What is being asked: Exactly the lines from the opening of the data through the line containing "failures: Vec<String>) ->" should be reproduced, please, with nothing added.

Data supplied:
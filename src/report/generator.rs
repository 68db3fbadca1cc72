//! Markdown and JSON report generation.
//!
//! Turns a forest snapshot and its audit into a readable report: summary
//! numbers, the tree with totals and exclusive times, and any problems.

use crate::analysis::{audit, depth_first, exclusive_times, AuditReport};
use crate::models::{format_duration, Report, ReportMetadata, ReportNode, Trace};
use anyhow::Result;
use chrono::Duration;

/// Options controlling what the Markdown report shows.
#[derive(Debug, Clone, Copy)]
pub struct RenderOptions {
    pub include_estimates: bool,
    pub include_timers: bool,
}

impl Default for RenderOptions {
    fn default() -> Self {
        Self {
            include_estimates: true,
            include_timers: true,
        }
    }
}

/// Assemble a report from a forest snapshot.
pub fn build_report(metadata: ReportMetadata, traces: &[Trace], failures: Vec<String>) -> Report {
    let exclusive = exclusive_times(traces);

    let nodes = depth_first(traces)
        .into_iter()
        .map(|(depth, trace)| ReportNode {
            id: trace.id().clone(),
            parent_id: trace.parent_id().cloned(),
            depth,
            estimated: trace.estimated(),
            actual: trace.actual(),
            exclusive: exclusive
                .get(trace.id())
                .copied()
                .unwrap_or_else(Duration::zero),
            started_at: trace.started_at(),
        })
        .collect();

    Report {
        metadata,
        nodes,
        audit: audit(traces),
        failures,
    }
}

/// Generate a complete Markdown report.
pub fn generate_markdown_report(report: &Report, options: RenderOptions) -> String {
    let mut output = String::new();

    output.push_str("# Trace Report\n\n");
    output.push_str(&generate_metadata_section(&report.metadata));
    output.push_str(&generate_summary_section(&report.audit, options));
    output.push_str(&generate_tree_section(&report.nodes, options));
    output.push_str(&generate_problems_section(&report.audit, &report.failures));
    output.push_str(&generate_footer());

    output
}

fn generate_metadata_section(metadata: &ReportMetadata) -> String {
    let mut section = String::new();

    section.push_str("## Metadata\n\n");
    section.push_str(&format!("- **Script:** `{}`\n", metadata.script));
    section.push_str(&format!(
        "- **Generated:** {}\n",
        metadata.generated_at.format("%Y-%m-%d %H:%M:%S UTC")
    ));
    section.push_str(&format!("- **Events Applied:** {}\n", metadata.events_applied));
    if metadata.events_failed > 0 {
        section.push_str(&format!("- **Events Failed:** {}\n", metadata.events_failed));
    }
    section.push_str(&format!(
        "- **Replay Duration:** {:.3}s\n",
        metadata.duration_seconds
    ));
    section.push('\n');

    section
}

fn generate_summary_section(audit: &AuditReport, options: RenderOptions) -> String {
    let mut section = String::new();

    section.push_str("## Summary\n\n");
    section.push_str("| Nodes | Roots | Max Depth | Total Actual |");
    if options.include_estimates {
        section.push_str(" Total Estimated |");
    }
    section.push('\n');
    section.push_str("|:---:|:---:|:---:|:---:|");
    if options.include_estimates {
        section.push_str(":---:|");
    }
    section.push('\n');
    section.push_str(&format!(
        "| {} | {} | {} | {} |",
        audit.node_count,
        audit.root_count,
        audit.max_depth,
        format_duration(audit.total_actual)
    ));
    if options.include_estimates {
        section.push_str(&format!(" {} |", format_duration(audit.total_estimated)));
    }
    section.push_str("\n\n");

    if options.include_timers && !audit.running_timers.is_empty() {
        section.push_str(&format!(
            "Running timers: {}\n\n",
            audit
                .running_timers
                .iter()
                .map(|id| format!("`{}`", id))
                .collect::<Vec<_>>()
                .join(", ")
        ));
    }

    section
}

fn generate_tree_section(nodes: &[ReportNode], options: RenderOptions) -> String {
    let mut section = String::new();

    section.push_str("## Forest\n\n");

    if nodes.is_empty() {
        section.push_str("No traces recorded.\n\n");
        return section;
    }

    for node in nodes {
        section.push_str(&generate_node_line(node, options));
    }
    section.push('\n');

    section
}

fn generate_node_line(node: &ReportNode, options: RenderOptions) -> String {
    let mut line = format!(
        "{}- **{}**: {} (own {})",
        "  ".repeat(node.depth),
        node.id,
        format_duration(node.actual),
        format_duration(node.exclusive)
    );

    if options.include_estimates && node.estimated > Duration::zero() {
        line.push_str(&format!(", estimated {}", format_duration(node.estimated)));
    }
    if options.include_timers {
        if let Some(started_at) = node.started_at {
            line.push_str(&format!(
                ", running since {}",
                started_at.format("%Y-%m-%d %H:%M:%S")
            ));
        }
    }
    line.push('\n');

    line
}

fn generate_problems_section(audit: &AuditReport, failures: &[String]) -> String {
    let mut section = String::new();

    section.push_str("## Problems\n\n");

    if audit.is_clean() && failures.is_empty() {
        section.push_str("Every total matches its subtree.\n\n");
        return section;
    }

    if !audit.is_clean() {
        section.push_str("### Invariant Violations\n\n");
        for violation in &audit.violations {
            section.push_str(&format!("- {}\n", violation.describe()));
        }
        section.push('\n');
    }

    if !failures.is_empty() {
        section.push_str("### Rejected Events\n\n");
        for failure in failures {
            section.push_str(&format!("- {}\n", failure));
        }
        section.push('\n');
    }

    section
}

fn generate_footer() -> String {
    format!(
        "---\n\n*Report generated by focus-trace v{}*\n",
        env!("CARGO_PKG_VERSION")
    )
}

/// Generate a JSON report.
pub fn generate_json_report(report: &Report) -> Result<String> {
    serde_json::to_string_pretty(report).map_err(Into::into)
}
//! Forest audit and statistics.
//!
//! Works on a plain snapshot of nodes, independent of the store, and reports
//! anything that breaks the rollup: negative exclusive time, dangling parent
//! pointers, parent loops.

use crate::models::{duration_millis, Trace, TraceId};
use chrono::Duration;
use serde::{Deserialize, Serialize};
use std::collections::{BTreeMap, HashMap, HashSet};

/// Something wrong with a node in the forest.
#[derive(Debug, Clone, PartialEq, Eq, Serialize, Deserialize)]
#[serde(tag = "kind", rename_all = "snake_case")]
pub enum Violation {
    /// The children account for more time than the node itself.
    NegativeExclusive {
        id: TraceId,
        #[serde(with = "duration_millis")]
        exclusive: Duration,
    },
    NegativeActual {
        id: TraceId,
        #[serde(with = "duration_millis")]
        actual: Duration,
    },
    DanglingParent { id: TraceId, parent: TraceId },
    ParentLoop { id: TraceId },
}

impl Violation {
    pub fn id(&self) -> &TraceId {
        match self {
            Violation::NegativeExclusive { id, .. }
            | Violation::NegativeActual { id, .. }
            | Violation::DanglingParent { id, .. }
            | Violation::ParentLoop { id } => id,
        }
    }

    pub fn describe(&self) -> String {
        match self {
            Violation::NegativeExclusive { id, exclusive } => format!(
                "{}: children exceed node total by {}ms",
                id,
                -exclusive.num_milliseconds()
            ),
            Violation::NegativeActual { id, actual } => {
                format!("{}: negative total {}ms", id, actual.num_milliseconds())
            }
            Violation::DanglingParent { id, parent } => {
                format!("{}: parent {} does not exist", id, parent)
            }
            Violation::ParentLoop { id } => format!("{}: parent chain loops", id),
        }
    }
}

/// Result of auditing a forest snapshot.
#[derive(Debug, Clone, Default, Serialize, Deserialize)]
pub struct AuditReport {
    pub node_count: usize,
    pub root_count: usize,
    pub max_depth: usize,
    /// Sum of root totals: all time recorded anywhere in the forest.
    #[serde(with = "duration_millis")]
    pub total_actual: Duration,
    /// Sum of every node's own estimate.
    #[serde(with = "duration_millis")]
    pub total_estimated: Duration,
    pub running_timers: Vec<TraceId>,
    pub violations: Vec<Violation>,
}

impl AuditReport {
    pub fn is_clean(&self) -> bool {
        self.violations.is_empty()
    }
}

/// Time attributed to each node itself, keyed by id.
pub fn exclusive_times(traces: &[Trace]) -> HashMap<TraceId, Duration> {
    let mut exclusive: HashMap<TraceId, Duration> = traces
        .iter()
        .map(|t| (t.id().clone(), t.actual()))
        .collect();

    for trace in traces {
        if let Some(parent) = trace.parent_id() {
            if let Some(total) = exclusive.get_mut(parent) {
                *total = saturating_add(*total, -trace.actual());
            }
        }
    }

    exclusive
}

/// Nodes in depth-first order with their depth; roots and siblings sorted by
/// id. Nodes unreachable from a root (dangling or looping) are left out.
pub fn depth_first(traces: &[Trace]) -> Vec<(usize, &Trace)> {
    let mut children: BTreeMap<Option<&TraceId>, Vec<&Trace>> = BTreeMap::new();
    for trace in traces {
        children.entry(trace.parent_id()).or_default().push(trace);
    }
    for siblings in children.values_mut() {
        siblings.sort_by(|a, b| a.id().cmp(b.id()));
    }

    let mut ordered = Vec::with_capacity(traces.len());
    let mut stack: Vec<(usize, &Trace)> = children
        .get(&None)
        .map(|roots| roots.iter().rev().map(|t| (0, *t)).collect())
        .unwrap_or_default();

    while let Some((depth, trace)) = stack.pop() {
        ordered.push((depth, trace));
        if let Some(kids) = children.get(&Some(trace.id())) {
            stack.extend(kids.iter().rev().map(|t| (depth + 1, *t)));
        }
    }

    ordered
}

/// Audit a forest snapshot.
pub fn audit(traces: &[Trace]) -> AuditReport {
    let by_id: HashMap<&TraceId, &Trace> = traces.iter().map(|t| (t.id(), t)).collect();
    let exclusive = exclusive_times(traces);
    let mut report = AuditReport {
        node_count: traces.len(),
        ..AuditReport::default()
    };

    for trace in traces {
        report.total_estimated = saturating_add(report.total_estimated, trace.estimated());

        if trace.started_at().is_some() {
            report.running_timers.push(trace.id().clone());
        }

        if trace.actual() < Duration::zero() {
            report.violations.push(Violation::NegativeActual {
                id: trace.id().clone(),
                actual: trace.actual(),
            });
        }

        if let Some(&own) = exclusive.get(trace.id()) {
            if own < Duration::zero() {
                report.violations.push(Violation::NegativeExclusive {
                    id: trace.id().clone(),
                    exclusive: own,
                });
            }
        }

        match walk_to_root(trace, &by_id) {
            Ok(depth) => {
                if depth == 0 {
                    report.root_count += 1;
                    report.total_actual = saturating_add(report.total_actual, trace.actual());
                }
                report.max_depth = report.max_depth.max(depth);
            }
            Err(violation) => report.violations.push(violation),
        }
    }

    report.running_timers.sort();
    report
}

/// Addition that clamps at the bounds of `Duration`.
fn saturating_add(a: Duration, b: Duration) -> Duration {
    a.checked_add(&b).unwrap_or_else(|| {
        if b < Duration::zero() {
            Duration::min_value()
        } else {
            Duration::max_value()
        }
    })
}

/// Depth of `trace` below its root, or the reason the chain never gets there.
fn walk_to_root(trace: &Trace, by_id: &HashMap<&TraceId, &Trace>) -> Result<usize, Violation> {
    let mut seen = HashSet::new();
    let mut depth = 0;
    let mut current = trace;

    while let Some(parent_id) = current.parent_id() {
        if !seen.insert(current.id()) {
            return Err(Violation::ParentLoop {
                id: trace.id().clone(),
            });
        }
        let Some(&parent) = by_id.get(parent_id) else {
            return Err(Violation::DanglingParent {
                id: current.id().clone(),
                parent: parent_id.clone(),
            });
        };
        current = parent;
        depth += 1;
    }

    Ok(depth)
}

#[cfg(test)]
mod tests {
    use super::*;

    fn id(raw: &str) -> TraceId {
        TraceId::new(raw).unwrap()
    }

    fn node(raw: &str, parent: Option<&str>, actual: i64) -> Trace {
        Trace::new(id(raw), parent.map(id)).with_actual(Duration::seconds(actual))
    }

    fn forest() -> Vec<Trace> {
        vec![
            node("r", None, 15),
            node("a", Some("r"), 10),
            node("b", Some("r"), 5),
            node("a1", Some("a"), 10),
            node("solo", None, 2),
        ]
    }

    #[test]
    fn test_exclusive_times() {
        let exclusive = exclusive_times(&forest());

        assert_eq!(exclusive[&id("r")], Duration::zero());
        assert_eq!(exclusive[&id("a")], Duration::zero());
        assert_eq!(exclusive[&id("a1")], Duration::seconds(10));
        assert_eq!(exclusive[&id("solo")], Duration::seconds(2));
    }

    #[test]
    fn test_audit_clean_forest() {
        let report = audit(&forest());

        assert!(report.is_clean());
        assert_eq!(report.node_count, 5);
        assert_eq!(report.root_count, 2);
        assert_eq!(report.max_depth, 2);
        assert_eq!(report.total_actual, Duration::seconds(17));
        assert!(report.running_timers.is_empty());
    }

    #[test]
    fn test_audit_totals_clamp_at_duration_bounds() {
        let huge = i64::MAX / 1000 - 1;
        let traces = vec![node("r1", None, huge), node("r2", None, huge)];

        let report = audit(&traces);

        assert_eq!(report.root_count, 2);
        assert_eq!(report.total_actual, Duration::max_value());
        assert!(report.is_clean());
    }

    #[test]
    fn test_audit_negative_exclusive() {
        let traces = vec![node("r", None, 3), node("a", Some("r"), 5)];

        let report = audit(&traces);

        assert_eq!(
            report.violations,
            vec![Violation::NegativeExclusive {
                id: id("r"),
                exclusive: Duration::seconds(-2),
            }]
        );
        assert!(report.violations[0].describe().contains("2000ms"));
    }

    #[test]
    fn test_audit_dangling_and_loops() {
        let traces = vec![
            node("orphan", Some("gone"), 0),
            node("x", Some("y"), 0),
            node("y", Some("x"), 0),
        ];

        let report = audit(&traces);

        assert_eq!(report.root_count, 0);
        assert!(report
            .violations
            .contains(&Violation::DanglingParent { id: id("orphan"), parent: id("gone") }));
        assert_eq!(
            report
                .violations
                .iter()
                .filter(|v| matches!(v, Violation::ParentLoop { .. }))
                .count(),
            2
        );
    }

    #[test]
    fn test_depth_first_order() {
        let traces = forest();
        let order: Vec<(usize, &str)> = depth_first(&traces)
            .into_iter()
            .map(|(depth, t)| (depth, t.id().as_str()))
            .collect();

        assert_eq!(
            order,
            vec![(0, "r"), (1, "a"), (2, "a1"), (1, "b"), (0, "solo")]
        );
    }
}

Result of this exercise:
filename src/report/generator.rs
repository 68db3fbadca1cc72
//! Markdown and JSON report generation.
//!
//! Turns a forest snapshot and its audit into a readable report: summary
//! numbers, the tree with totals and exclusive times, and any problems.

use crate::analysis::{audit, depth_first, exclusive_times, AuditReport};
use crate::models::{format_duration, Report, ReportMetadata, ReportNode, Trace};
use anyhow::Result;
use chrono::Duration;

/// Options controlling what the Markdown report shows.
#[derive(Debug, Clone, Copy)]
pub struct RenderOptions {
    pub include_estimates: bool,
    pub include_timers: bool,
}

impl Default for RenderOptions {
    fn default() -> Self {
        Self {
            include_estimates: true,
            include_timers: true,
        }
    }
}

/// Assemble a report from a forest snapshot.
pub fn build_report(metadata: ReportMetadata, traces: &[Trace], failures: Vec<String>) -> Report {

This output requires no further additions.